Fotofolio, one of Mirror Image's longtime and big-time accounts, publishes fine art and photographes by the likes of William Wegman, Richard Avedon and Frank Lloyd Wright on note cards, posters and tees. Many of Mirror Image's award-winning shirts are printed with Fotofolio art: "Revenge of the Goldfish" by Sandy Skoglund, for example, and "Lolita," a sultry Wegman Weimaraner.

Monkey Designs is Roth's own preprint line.

"It's kind of weird stuff, some vintage, that we sell mainly to boutiques," he says. "It's fun stuff"-like a giant bee inspired by a Coney Island ride or a shirt that reads: "Beer with your lunch-not only good, but good for you."

Mirror Image also has some reciprocal Web sites with quasi-related businesses such as BiscuitHead Records, Easy Air Guitar and Pizza Pad. Roth gives them space on his site, and those companies give Mirror Image space on theirs.

Roth initially got into the Web to appease the "computer geeks" doing the shop's in-house separations.

"Basically they took an interest in the Web, so we got into that to keep them interested," he says. Mirror Image does whatever it takes to keep good workers productive, and Roth encourages creativity and job expansion among all his employees.

"My better employees have other interests," Roth says. "They are painters, sculptors, musicians. I recognize that." If an employee plays in a band, for instance, and wants to print his own shirts, Roth lets him print at the shop during off hours.

Roth's employees also reap the benefits of Mirror Image's diversity. The company has established a working partnership abroad to teach its printing techniques to a Dutch company, for instance. Roth sends employees not only to the Netherlands for a month but to the recent FESPA trade show in Lyon, France, where they actually print shirts exactly the way they do at home-and just as they did at the recent APEX trade show in Boston.

That kind of hands-on printing demonstration beats a five-minute sales spiel hands down, Roth says. "People just flock around. They want to see the press in action.

We're a good advocate for those (press) companies because people can actually see the high-end application," he adds.

Mirror Image also sponsors workshops with Workhorse, a manufacturer of manual presses. Roth describes the workshops as an intensive, two-day affair where participants learn "soup to nuts" about light-on-dark photographic printing-"from scanning the image to printing the shirt."
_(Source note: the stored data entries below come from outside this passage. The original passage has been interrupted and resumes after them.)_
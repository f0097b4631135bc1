/*
 * Copyright (c) 2024 Yunshan Networks
 *
 * Licensed under the Apache License, Version 2.0 (the "License");
 * you may not use this file except in compliance with the License.
 * You may obtain a copy of the License at
 *
 *     http://www.apache.org/licenses/LICENSE-2.0
 *
 * Unless required by applicable law or agreed to in writing, software
 * distributed under the License is distributed on an "AS IS" BASIS,
 * WITHOUT WARRANTIES OR CONDITIONS OF ANY KIND, either express or implied.
 * See the License for the specific language governing permissions and
 * limitations under the License.
 */

pub mod config;

pub use config::{Config, ConfigError, OutputFormat};
/*
 * Copyright (c) 2024 Yunshan Networks
 *
 * Licensed under the Apache License, Version 2.0 (the "License");
 * you may not use this file except in compliance with the License.
 * You may obtain a copy of the License at
 *
 *     http://www.apache.org/licenses/LICENSE-2.0
 *
 * Unless required by applicable law or agreed to in writing, software
 * distributed under the License is distributed on an "AS IS" BASIS,
 * WITHOUT WARRANTIES OR CONDITIONS OF ANY KIND, either express or implied.
 * See the License for the specific language governing permissions and
 * limitations under the License.
 */

use std::sync::Arc;

use log::debug;

use super::object::{ClassBody, ObjectBody, RObject};
use super::{
    ExecutionContext, MethodEntry, MethodKind, ObjectId, Refinement, RubyThread, Runtime,
    ValueType, WellKnown,
};
use crate::error::{Error, Result};

/// In-memory runtime: an arena of objects addressed by [`ObjectId`].
///
/// Classes are created with their metaclass, so every class object has a
/// singleton class like it does in the interpreter.
#[derive(Debug)]
pub struct Vm {
    objects: Vec<RObject>,
    well_known: WellKnown,
    current_thread: ObjectId,
}

impl Default for Vm {
    fn default() -> Self {
        Self::new()
    }
}
/*
 * Copyright (c) 2024 Yunshan Networks
 *
 * Licensed under the Apache License, Version 2.0 (the "License");
 * you may not use this file except in compliance with the License.
 * You may obtain a copy of the License at
 *
 *     http://www.apache.org/licenses/LICENSE-2.0
 *
 * Unless required by applicable law or agreed to in writing, software
 * distributed under the License is distributed on an "AS IS" BASIS,
 * WITHOUT WARRANTIES OR CONDITIONS OF ANY KIND, either express or implied.
 * See the License for the specific language governing permissions and
 * limitations under the License.
 */

use super::RawFrame;

/// Path given to native frames with no interpreted frame below them.
pub const NATIVE_CODE_PATH: &str = "(in native code)";

#[derive(Debug, Clone, PartialEq, Eq)]
pub struct SourcePosition {
    pub absolute_path: Option<String>,
    pub path: Option<String>,
    pub line_number: u32,
    pub synthetic: bool,
}

impl SourcePosition {
    fn of(frame: &RawFrame) -> Self {
        let iseq = frame.iseq.as_deref();
        SourcePosition {
            absolute_path: iseq.and_then(|i| i.absolute_path.clone()),
            path: iseq.and_then(|i| i.path.clone()),
            line_number: frame.line_number,
            synthetic: false,
        }
    }

    fn native(native_code_path: &str) -> Self {
        SourcePosition {
            absolute_path: Some(native_code_path.to_string()),
            path: Some(native_code_path.to_string()),
            line_number: 0,
            synthetic: true,
        }
    }
}

/// Source positions for `frames` (newest first). Native frames take the
/// position of the closest older interpreted frame.
pub fn propagate(frames: &[RawFrame], native_code_path: &str) -> Vec<SourcePosition> {
    let mut positions = Vec::with_capacity(frames.len());
    let mut last_interpreted: Option<SourcePosition> = None;
    for frame in frames.iter().rev() {
        let position = if frame.is_interpreted {
            let own = SourcePosition::of(frame);
            last_interpreted = Some(own.clone());
            own
        } else {
            match &last_interpreted {
                Some(source) => SourcePosition {
                    synthetic: true,
                    ..source.clone()
                },
                None => SourcePosition::native(native_code_path),
            }
        };
        positions.push(position);
    }
    positions.reverse();
    positions
}

/// The frame at `index` if interpreted, otherwise the closest older
/// interpreted one.
pub fn nearest_interpreted(frames: &[RawFrame], index: usize) -> Option<&RawFrame> {
    frames.get(index..)?.iter().find(|f| f.is_interpreted)
}

pub fn frame_filename(frames: &[RawFrame], index: usize, absolute: bool) -> Option<String> {
    let iseq = nearest_interpreted(frames, index)?.iseq.as_deref()?;
    if absolute {
        iseq.absolute_path.clone()
    } else {
        iseq.path.clone()
    }
}

pub fn frame_line_number(frames: &[RawFrame], index: usize) -> u32 {
    nearest_interpreted(frames, index).map_or(0, |f| f.line_number)
}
"It's important in printing to control the whole process," he says. Workshop participants learn that how they create art affects how they print.

Roth believes that printers are better printers if they understand what the arist is doing-and vice versa. "Some arists have never had their hands on a squeegee," he says.

The workshops are conducted at various Workhorse facilities around the country, but plans are afoot to take them to spots around the world.

"It's one industry where the United states is ahead, and Mirror Image can have a place teaching people" abroad, says Roth.

"I don't really want to have 10 automatics," he adds. "I'm more interested in the training, the Web sits"-aspects of Mirror Image that he considers "in the real world."

For Roth, money isn't the point.

"Being rich doesn't make you happy...although being poor doesn't either."

One aspect of life that makes him happy are his four daughters. The oldest has spoken out eloquently against the death penalty; his 12-year-old twins recently protested Nigerian oil policy at that country's consulate.

"They're kind of carring on," he says.

Or just following in their dad's footsteps.